Text messaging, or simply “text” as it is referred to in the Philippines, is SMS (Short Message Service) that is available on digital cellular (mobile) telephones. With SMS, you can send messages of up to 160 characters to other SMS-enabled mobile telephones. Messages are input using the phone’s key pad then sent through a message centre number (allocated by the service provider) to the specified phone number. Depending on the load of message centres and cellular phone networks, the message can arrive almost instantly or the next day (although messages usually arrive within a few seconds). The technology has been around for a number of years along with the GSM digital cellular telephone service.

SMS is very popular in the Philippines — reputedly “the text capital of the world” — to the extent that it has been credited with an important role in the EDSA 2 revolution. I had a taste of the power of text while I was in Manila observing the events of EDSA unfold. I brought my mobile telephone along and, with a SIM card borrowed from my brother-in-law, was initiated into text. I got messages from my sister (and others) about what has happening at EDSA (my sister and her family were on site), and we were coordinating possible meetings at EDSA through text. From reports in the local media, the build-up of protestors at EDSA and other places in Metro Manila (and other cities) was facilitated by messages indicating actions (e.g. noise barrages, motorcades, demonstrations) as well as time and place for events.

Texting (and voice calls) on mobile phones were so popular in fact during the EDSA revolution that the cellular network failed to cope at the height of the actions at EDSA. At a talk show shortly after the EDSA events, executives of the two largest cellular telephone services (Smart and Globe) admitted that the networks were so congested that calls and SMS messages simply could not get through. A friend who was trying to use his phone at the EDSA Shrine (the main venue for the protests) confirmed that his phone was useless a lot of the time as the networks were unavailable.

After the EDSA revolution, I got to use “text” a lot more through the remainder of my stay in the Philippines.
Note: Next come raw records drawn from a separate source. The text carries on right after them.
//! Image decode and encode

use std::path::Path;
use image::{imageops, GrayImage, ImageFormat, RgbImage};
use log::{debug, info};

use crate::plan::errors::{PlanError, PlanResult};
use crate::utils::fs_utils::{ensure_dir, write_atomically};

/// Load an image as 8-bit RGB
///
/// Any format the `image` crate can decode is accepted. Alpha and extra
/// bands are dropped, wider samples are reduced to 8 bits.
///
/// # Arguments
/// * `path` - Path to the image file
///
/// # Returns
/// The decoded raster, or `MissingInput` when the file does not exist
pub fn load_raster<P: AsRef<Path>>(path: P) -> PlanResult<RgbImage> {
    let path = path.as_ref();
    if !path.is_file() {
        return Err(PlanError::MissingInput(path.display().to_string()));
    }

    let decoded = image::open(path).map_err(|e| {
        PlanError::MissingInput(format!("{} ({})", path.display(), e))
    })?;
    debug!("Decoded {} as {:?}", path.display(), decoded.color());

    let raster = decoded.to_rgb8();
    if raster.width() == 0 || raster.height() == 0 {
        return Err(PlanError::MissingInput(format!("{} (empty image)", path.display())));
    }

    info!("Loaded {} ({}x{})", path.display(), raster.width(), raster.height());
    Ok(raster)
}

/// Write a binary mask as a grayscale PNG
pub fn save_mask<P: AsRef<Path>>(mask: &GrayImage, path: P) -> PlanResult<()> {
    let path = path.as_ref();
    write_atomically(path, |writer| {
        mask.write_to(writer, ImageFormat::Png)?;
        Ok(())
    })?;

    info!("Saved mask to {}", path.display());
    Ok(())
}

/// Gray copy of a color raster
///
/// Uses the luma weights of the `image` crate; neutral pixels keep their
/// intensity.
pub fn to_grayscale(raster: &RgbImage) -> GrayImage {
    imageops::grayscale(raster)
}

/// Write a gray copy of an image file as PNG
///
/// The gray plan is the backdrop markers get painted on before a marked
/// image is fed back to the feature extractor.
///
/// # Arguments
/// * `input` - Source image, any decodable format
/// * `output` - PNG to write; its directory is created when missing
///
/// # Returns
/// The (width, height) of the written image
pub fn save_grayscale<P: AsRef<Path>, Q: AsRef<Path>>(input: P, output: Q) -> PlanResult<(u32, u32)> {
    let output = output.as_ref();
    let gray = to_grayscale(&load_raster(input)?);

    if let Some(parent) = output.parent().filter(|p| !p.as_os_str().is_empty()) {
        ensure_dir(parent)?;
    }
    write_atomically(output, |writer| {
        gray.write_to(writer, ImageFormat::Png)?;
        Ok(())
    })?;

    info!("Saved grayscale copy to {}", output.display());
    Ok(gray.dimensions())
}
//! String parsing helpers for configuration values and tile names

use lazy_static::lazy_static;
use regex::Regex;

use crate::plan::errors::{PlanError, PlanResult};

lazy_static! {
    // "120,210,230" or "(120, 210, 230)"
    static ref TRIPLE_PATTERN: Regex =
        Regex::new(r"^\s*\(?\s*(\d{1,3})\s*,\s*(\d{1,3})\s*,\s*(\d{1,3})\s*\)?\s*$").unwrap();

    // tile_z{z}_x{x}_y{y}.png
    static ref TILE_NAME_PATTERN: Regex =
        Regex::new(r"^tile_z(\d+)_x(\d+)_y(\d+)\.png$").unwrap();
}

/// Parse a comma separated triple of 8-bit values
///
/// Accepts an optional pair of surrounding parentheses and arbitrary
/// whitespace around each component.
///
/// # Arguments
/// * `value` - Text such as `"120,210,230"`
///
/// # Returns
/// The three components, or an error naming the offending text
pub fn parse_triple(value: &str) -> PlanResult<[u8; 3]> {
    let captures = TRIPLE_PATTERN.captures(value).ok_or_else(|| {
        PlanError::InvalidConfig(format!("Expected three comma separated values, got '{}'", value))
    })?;

    let mut triple = [0u8; 3];
    for (slot, index) in triple.iter_mut().zip(1..=3) {
        let component = &captures[index];
        *slot = component.parse::<u8>().map_err(|_| {
            PlanError::InvalidConfig(format!("Component {} in '{}' is outside 0..=255", component, value))
        })?;
    }

    Ok(triple)
}

/// Recognize a tile file name and return its (z, x, y) address
pub fn parse_tile_name(file_name: &str) -> Option<(u32, u32, u32)> {
    let captures = TILE_NAME_PATTERN.captures(file_name)?;
    let z = captures[1].parse().ok()?;
    let x = captures[2].parse().ok()?;
    let y = captures[3].parse().ok()?;
    Some((z, x, y))
}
I used SMS to organise appointments and to keep in touch with family and friends while I was in Manila and in Cebu. I even managed to get help (from my sister) in rebooking flights from Cebu to Manila using text. I also used it to liaise with my lawyer who was attending to some legal stuff (hearing dates, etc.) for me.

I also learned a bit more about texting in the local media; one ad that grabbed me was for a service that allowed mobile phone users to pay for and receive goods from a vending machine using SMS: you send a message to the company that operates the vending machine that places your request for the goods and confirms your payment then the good (e.g. soft drink can) is dispensed. I’m not sure if you need to have an account with the vending machine operators or if the phone company acts as go-between and charges you for the goods on your bill as I didn’t manage to check up on the ad. The point is that SMS is being used in many ways in the Philippines.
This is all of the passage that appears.